Crest of the Stars
The human race has colonized the stars, and for many years, Jinto Lin led a relatively peaceful life as the son of the prime minister on the remote planet of Martine. And then came the Abh, a long-lived, blue-haired race with fey features and high technology, who conquered their planet almost without a single shot fired ... because Jinto's own father had become a feudal lord for the Abh in the name of peace.
Jinto is sent to go to school and learn the customs of the Abh, and he meets the beautiful princess Lafiel and soon learns that the Abh are far more complex than most land-bound humans could even imagine. However, the alliance of the United Mankind has declared war on the Abh, and they must find a way to survive in the battlefield of space.
Here's a science fiction entry that makes practically everything before it look positively obsolete.
Crest of the Stars is one of the most impressive sci-fi TV series I've ever seen, certainly on par with Star Trek and Farscape, and a tad more credible than either. From the incredibly intricate battle sequences (no ridiculous Spanish galleon standoffs here, they use all angles of attack, just as they should!), to the equally intricate rendering of the Abh language and culture (telling signs that this was based off a series of novels), Crest of the Stars is set in a universe that is believable and intriguing.
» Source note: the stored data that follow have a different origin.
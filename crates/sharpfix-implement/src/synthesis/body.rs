//! Bodies of generated members.

use crate::ir::{AccessorKeyword, AccessorNode, BodyNode, ExprNode, PropertyBody, StmtNode};

/// What a body or accessor does, independent of block or `=>` form.
#[derive(Clone, Debug, PartialEq, Eq)]
pub enum BodyAction {
    /// `throw new X();` where the expression is the `new X()`.
    Throw(ExprNode),
    /// `return expr;`
    Return(ExprNode),
    /// `expr;`
    Run(ExprNode),
}

impl BodyAction {
    fn statement(self) -> StmtNode {
        match self {
            BodyAction::Throw(expr) => StmtNode::Throw(expr),
            BodyAction::Return(expr) => StmtNode::Return(expr),
            BodyAction::Run(expr) => StmtNode::Expr(expr),
        }
    }

    fn expression(self) -> ExprNode {
        match self {
            BodyAction::Throw(expr) => ExprNode::Throw(Box::new(expr)),
            BodyAction::Return(expr) | BodyAction::Run(expr) => expr,
        }
    }

    /// `{ stmt; }` or `=> expr;`
    pub fn into_body(self, expression_bodied: bool) -> BodyNode {
        if expression_bodied {
            BodyNode::Expression(self.expression())
        } else {
            BodyNode::Block(vec![self.statement()])
        }
    }
}

/// `new NotImplementedException()`, given the rendered exception type.
pub fn not_implemented(exception: &str) -> ExprNode {
    ExprNode::New {
        ty: exception.to_string(),
        args: Vec::new(),
    }
}

/// Body of a property or indexer from per-accessor actions.
///
/// A get-only member collapses to `=> expr;` when `member_expression` is
/// set; otherwise each accessor follows `accessor_expression`.
pub fn property_body(
    mut accessors: Vec<(AccessorKeyword, BodyAction)>,
    member_expression: bool,
    accessor_expression: bool,
) -> PropertyBody {
    let get_only = matches!(accessors.as_slice(), [(AccessorKeyword::Get, _)]);
    if member_expression
        && get_only
        && let Some((_, action)) = accessors.pop()
    {
        return PropertyBody::Expression(action.expression());
    }
    PropertyBody::Accessors(
        accessors
            .into_iter()
            .map(|(keyword, action)| AccessorNode {
                keyword,
                body: action.into_body(accessor_expression),
            })
            .collect(),
    )
}

/// Accessors without bodies: `{ get; set; }`.
pub fn auto_accessors(keywords: &[AccessorKeyword]) -> PropertyBody {
    PropertyBody::Accessors(
        keywords
            .iter()
            .map(|&keyword| AccessorNode {
                keyword,
                body: BodyNode::Semicolon,
            })
            .collect(),
    )
}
For once, you don't see sci-fi from the point of view of earthbound humans, but from the spacefaring traditions of the Abh. It's rather like watching Star Trek from the point of view of the Romulans, but infinitely better. And the Abh are depicted as very distinct personality-wise, and despite the differences between humans and Abh, it's quite easy to understand where they're coming from. In many sequences, you will find yourselves rooting against the humans.
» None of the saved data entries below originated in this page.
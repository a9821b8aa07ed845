use crate::ir::{
    AccessorKeyword, AccessorNode, ArgNode, BodyNode, ConstraintNode, DeclNode, ExprNode,
    MemberNode, ParamNode, PropertyBody, StmtNode,
};
use crate::printer::{print_expression, print_member};
use sharpfix_symbols::OperatorKind;

fn member(modifiers: Vec<&'static str>, decl: DeclNode) -> MemberNode {
    MemberNode {
        leading_comments: Vec::new(),
        attributes: Vec::new(),
        modifiers,
        decl,
    }
}

fn param(modifier: &'static str, ty: &str, name: &str) -> ParamNode {
    ParamNode {
        attributes: Vec::new(),
        modifier,
        ty: ty.to_string(),
        name: name.to_string(),
        default: None,
    }
}

fn throw_block() -> BodyNode {
    BodyNode::Block(vec![StmtNode::Throw(ExprNode::New {
        ty: "NotImplementedException".to_string(),
        args: Vec::new(),
    })])
}

#[test]
fn test_cast_receiver_is_parenthesized() {
    let call = ExprNode::call(
        ExprNode::member(
            ExprNode::Cast {
                ty: "IInterface".to_string(),
                expr: Box::new(ExprNode::ident("inner")),
            },
            "M",
        ),
        vec![ArgNode {
            name: None,
            modifier: "out ",
            value: ExprNode::ident("x"),
        }],
    );

    assert_eq!(print_expression(&call), "((IInterface)inner).M(out x)");
}

#[test]
fn test_named_arguments_and_element_access() {
    let call = ExprNode::call(
        ExprNode::ident("Dispose"),
        vec![ArgNode::named("disposing", ExprNode::Literal("true".to_string()))],
    );
    let element = ExprNode::Element {
        receiver: Box::new(ExprNode::ident("inner")),
        args: vec![
            ArgNode::positional(ExprNode::ident("a")),
            ArgNode::positional(ExprNode::ident("b")),
        ],
    };

    assert_eq!(print_expression(&call), "Dispose(disposing: true)");
    assert_eq!(print_expression(&element), "inner[a, b]");
    assert_eq!(
        print_expression(&ExprNode::assign(element, "=", ExprNode::ident("value"))),
        "inner[a, b] = value"
    );
}

#[test]
fn test_generic_method_with_constraints() {
    let node = member(
        vec!["public"],
        DeclNode::Method {
            return_type: "T".to_string(),
            explicit_interface: None,
            name: "Create".to_string(),
            type_parameters: vec!["T".to_string(), "U".to_string()],
            parameters: vec![param("params ", "U[]", "args")],
            constraints: vec![
                ConstraintNode {
                    parameter: "T".to_string(),
                    constraints: vec!["class".to_string(), "new()".to_string()],
                },
                ConstraintNode {
                    parameter: "U".to_string(),
                    constraints: vec!["struct".to_string()],
                },
            ],
            body: throw_block(),
        },
    );

    assert_eq!(
        print_member(&node, "    ", "    "),
        "    public T Create<T, U>(params U[] args) where T : class, new() where U : struct
    {
        throw new NotImplementedException();
    }"
    );
}

#[test]
fn test_expression_bodied_method_and_abstract_method() {
    let forwarding = member(
        vec!["public"],
        DeclNode::Method {
            return_type: "int".to_string(),
            explicit_interface: None,
            name: "Get".to_string(),
            type_parameters: Vec::new(),
            parameters: Vec::new(),
            constraints: Vec::new(),
            body: BodyNode::Expression(ExprNode::call(
                ExprNode::member(ExprNode::ident("inner"), "Get"),
                Vec::new(),
            )),
        },
    );
    let abstract_method = member(
        vec!["public", "abstract"],
        DeclNode::Method {
            return_type: "void".to_string(),
            explicit_interface: None,
            name: "M".to_string(),
            type_parameters: Vec::new(),
            parameters: Vec::new(),
            constraints: Vec::new(),
            body: BodyNode::Semicolon,
        },
    );

    assert_eq!(
        print_member(&forwarding, "", "    "),
        "public int Get() => inner.Get();"
    );
    assert_eq!(print_member(&abstract_method, "", "    "), "public abstract void M();");
}

#[test]
fn test_accessor_layouts() {
    let auto = member(
        vec!["public"],
        DeclNode::Property {
            ty: "int".to_string(),
            explicit_interface: None,
            name: "P".to_string(),
            parameters: Vec::new(),
            body: PropertyBody::Accessors(vec![
                AccessorNode {
                    keyword: AccessorKeyword::Get,
                    body: BodyNode::Semicolon,
                },
                AccessorNode {
                    keyword: AccessorKeyword::Init,
                    body: BodyNode::Semicolon,
                },
            ]),
        },
    );
    let expression_accessors = member(
        Vec::new(),
        DeclNode::Property {
            ty: "string".to_string(),
            explicit_interface: Some("IInterface".to_string()),
            name: String::new(),
            parameters: vec![param("", "int", "index")],
            body: PropertyBody::Accessors(vec![
                AccessorNode {
                    keyword: AccessorKeyword::Get,
                    body: BodyNode::Expression(ExprNode::ident("x")),
                },
                AccessorNode {
                    keyword: AccessorKeyword::Set,
                    body: BodyNode::Expression(ExprNode::ident("y")),
                },
            ]),
        },
    );

    assert_eq!(
        print_member(&auto, "    ", "    "),
        "    public int P { get; init; }"
    );
    assert_eq!(
        print_member(&expression_accessors, "", "  "),
        "string IInterface.this[int index]\n{\n  get => x;\n  set => y;\n}"
    );
}

#[test]
fn test_operators_and_conversions() {
    let plus = member(
        vec!["public", "static"],
        DeclNode::Operator {
            return_type: "C".to_string(),
            explicit_interface: None,
            operator: OperatorKind::Plus,
            parameters: vec![param("", "C", "left"), param("", "C", "right")],
            body: BodyNode::Semicolon,
        },
    );
    let conversion = member(
        vec!["static"],
        DeclNode::Operator {
            return_type: "int".to_string(),
            explicit_interface: Some("IConvertible<C>".to_string()),
            operator: OperatorKind::ImplicitConversion,
            parameters: vec![param("", "C", "value")],
            body: BodyNode::Semicolon,
        },
    );

    assert_eq!(
        print_member(&plus, "", "    "),
        "public static C operator +(C left, C right);"
    );
    assert_eq!(
        print_member(&conversion, "", "    "),
        "static implicit IConvertible<C>.operator int(C value);"
    );
}

#[test]
fn test_comments_attributes_and_blank_lines() {
    let node = MemberNode {
        leading_comments: vec!["// first".to_string(), String::new()],
        attributes: vec!["Obsolete(\"x\")".to_string()],
        modifiers: vec!["private"],
        decl: DeclNode::Field {
            ty: "bool".to_string(),
            name: "flag".to_string(),
            initializer: Some(ExprNode::Not(Box::new(ExprNode::ident("other")))),
        },
    };

    assert_eq!(
        print_member(&node, "    ", "    "),
        "    // first\n\n    [Obsolete(\"x\")]\n    private bool flag = !other;"
    );
}

#[test]
fn test_nested_if_blocks_and_field_like_event() {
    let method = member(
        vec!["private"],
        DeclNode::Method {
            return_type: "void".to_string(),
            explicit_interface: None,
            name: "Run".to_string(),
            type_parameters: Vec::new(),
            parameters: Vec::new(),
            constraints: Vec::new(),
            body: BodyNode::Block(vec![
                StmtNode::If {
                    condition: ExprNode::ident("ready"),
                    then: vec![StmtNode::Comment("go".to_string())],
                },
                StmtNode::Blank,
                StmtNode::Return(ExprNode::This),
            ]),
        },
    );
    let event = member(
        vec!["public"],
        DeclNode::Event {
            ty: "EventHandler".to_string(),
            explicit_interface: None,
            name: "Changed".to_string(),
            accessors: None,
        },
    );

    assert_eq!(
        print_member(&method, "", "\t"),
        "private void Run()\n{\n\tif (ready)\n\t{\n\t\t// go\n\t}\n\n\treturn this;\n}"
    );
    assert_eq!(
        print_member(&event, "", "\t"),
        "public event EventHandler Changed;"
    );
}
In the initial episode I screened (episode five), Jinto and Lafiel are shuttled off a patrol ship that is about to enter a battle with human battleships, outnumbered ten to one. As Jinto and Lafiel learn more about each other and the differences and similarities between their respective races, the battle commences and rages on, as the crew of the ship heroically defend themselves against impossible odds. What struck me is that I felt like part of that crew, even though not one of them was human (in the traditional sense), and though harried from all sides, the courageous captain Lexshue never gives up. Exciting, emotionally stirring, and well plotted, it was anime at the edge of your seat, and I enjoyed every minute.
Much later on, I was able to screen the rest of this series, and the buildup to that first confrontation was very well done, if a bit slow for some. Jinto's experiences as a Lander learning to be an Abh noble were an interesting look at a culture so very foreign, and yet all too real and, well, human. The characters of Jinto and Lafiel are almost immediately appealing; with Jinto's earnest nature dovetailing well with Lafiel's eagerness to prove she's more than just a girl with the right bloodline.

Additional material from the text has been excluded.